(Stored items)
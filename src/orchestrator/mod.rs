//! 编排层（Orchestration Layer）
//!
//! ## 模块划分
//!
//! ### `batch_processor` - 批量文档生成器
//! - 管理应用生命周期（初始化、运行、统计）
//! - 批量加载文档参数（Vec<ParamsFile>）
//! - 控制并发数量（Semaphore）
//! - 运行前扣额度，运行后保存并评分
//!
//! ### `document_orchestrator` - 单份文档编排器
//! - 按阶段驱动一次生成（大纲 → 前文 → 小节 → 附录 → 组装）
//! - 发出进度和文档快照
//!
//! ### `assembly` - 目录组装
//!
//! ## 层次关系
//!
//! ```text
//! batch_processor (处理 Vec<ParamsFile>)
//!     ↓
//! document_orchestrator (处理一份文档)
//!     ↓
//! services (能力层：plan / section / matter / quality)
//!     ↓
//! clients (基础设施：GenerativeBackend)
//! ```

pub mod assembly;
pub mod batch_processor;
pub mod document_orchestrator;

pub use assembly::build_table_of_contents;
pub use batch_processor::{App, RunOutcome};
pub use document_orchestrator::DocumentOrchestrator;
use serde::{Deserialize, Serialize};

/// 大纲中的一章
#[derive(Debug, Clone, Default, PartialEq, Eq, Serialize, Deserialize)]
pub struct ChapterPlan {
    pub title: String,
    pub subsections: Vec<String>,
}

impl ChapterPlan {
    pub fn new(title: impl Into<String>, subsections: Vec<String>) -> Self {
        Self {
            title: title.into(),
            subsections,
        }
    }

    /// 标题和小节都为空的章视为不存在
    pub fn is_empty(&self) -> bool {
        self.title.trim().is_empty() || self.subsections.is_empty()
    }
}

/// 文档大纲：最多三章，每章有序的小节标题
#[derive(Debug, Clone, Default, PartialEq, Eq, Serialize, Deserialize)]
pub struct Outline {
    pub chapters: Vec<ChapterPlan>,
}

/// 展开后的一个生成单元（章节号从 1 开始）
#[derive(Debug, Clone, PartialEq, Eq)]
pub struct SectionSlot<'a> {
    pub chapter_number: usize,
    pub section_number: usize,
    pub chapter_title: &'a str,
    pub section_title: &'a str,
}

impl Outline {
    pub const MAX_CHAPTERS: usize = 3;

    /// 有内容的章，按顺序
    pub fn active_chapters(&self) -> impl Iterator<Item = &ChapterPlan> {
        self.chapters.iter().filter(|c| !c.is_empty())
    }

    /// 按 (章, 小节) 顺序展开
    pub fn flatten(&self) -> Vec<SectionSlot<'_>> {
        self.active_chapters()
            .enumerate()
            .flat_map(|(ci, chapter)| {
                chapter
                    .subsections
                    .iter()
                    .enumerate()
                    .map(move |(si, sub)| SectionSlot {
                        chapter_number: ci + 1,
                        section_number: si + 1,
                        chapter_title: chapter.title.as_str(),
                        section_title: sub.as_str(),
                    })
            })
            .collect()
    }

    pub fn total_sections(&self) -> usize {
        self.active_chapters().map(|c| c.subsections.len()).sum()
    }
}
//! 滚动上下文
//!
//! 保存"到目前为止写了什么"的摘要，供下一次调用保持连贯。
//! 只保留累积文本末尾固定字符数，是有意的有损压缩。

/// 有界的滚动上下文
#[derive(Debug, Clone, PartialEq, Eq)]
pub struct RollingContext {
    buf: String,
    capacity: usize,
}

impl RollingContext {
    /// `capacity` 为最多保留的字符数
    pub fn new(capacity: usize) -> Self {
        Self {
            buf: String::new(),
            capacity,
        }
    }

    /// 用新的内容替换全部上下文
    pub fn seed(&mut self, text: &str) {
        self.buf = tail_chars(text, self.capacity).to_string();
    }

    /// 追加一段内容，超出容量时丢弃最早的部分
    pub fn push(&mut self, text: &str) {
        self.buf.push_str(text);
        let trimmed = tail_chars(&self.buf, self.capacity);
        if trimmed.len() != self.buf.len() {
            self.buf = trimmed.to_string();
        }
    }

    /// 末尾 `max_chars` 个字符，用于嵌入下一次指令
    pub fn window(&self, max_chars: usize) -> &str {
        tail_chars(&self.buf, max_chars)
    }

    pub fn as_str(&self) -> &str {
        &self.buf
    }

    /// 当前字符数，不会超过容量
    pub fn char_len(&self) -> usize {
        self.buf.chars().count()
    }

    pub fn capacity(&self) -> usize {
        self.capacity
    }
}

/// 末尾 `n` 个字符（按 char 边界截取）
pub fn tail_chars(text: &str, n: usize) -> &str {
    let total = text.chars().count();
    if total <= n {
        return text;
    }
    match text.char_indices().nth(total - n) {
        Some((idx, _)) => &text[idx..],
        None => "",
    }
}

/// 开头 `n` 个字符（按 char 边界截取）
pub fn head_chars(text: &str, n: usize) -> &str {
    match text.char_indices().nth(n) {
        Some((idx, _)) => &text[..idx],
        None => text,
    }
}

__Your assignment__
Among the lines above, find each one containing the string "usize" and copy it.

__Solution for this task__
    pub chapter_number: usize,
    pub section_number: usize,
    pub const MAX_CHAPTERS: usize = 3;
    pub fn total_sections(&self) -> usize {
    capacity: usize,
    pub fn new(capacity: usize) -> Self {
    pub fn window(&self, max_chars: usize) -> &str {
    pub fn char_len(&self) -> usize {
    pub fn capacity(&self) -> usize {
pub fn tail_chars(text: &str, n: usize) -> &str {
pub fn head_chars(text: &str, n: usize) -> &str {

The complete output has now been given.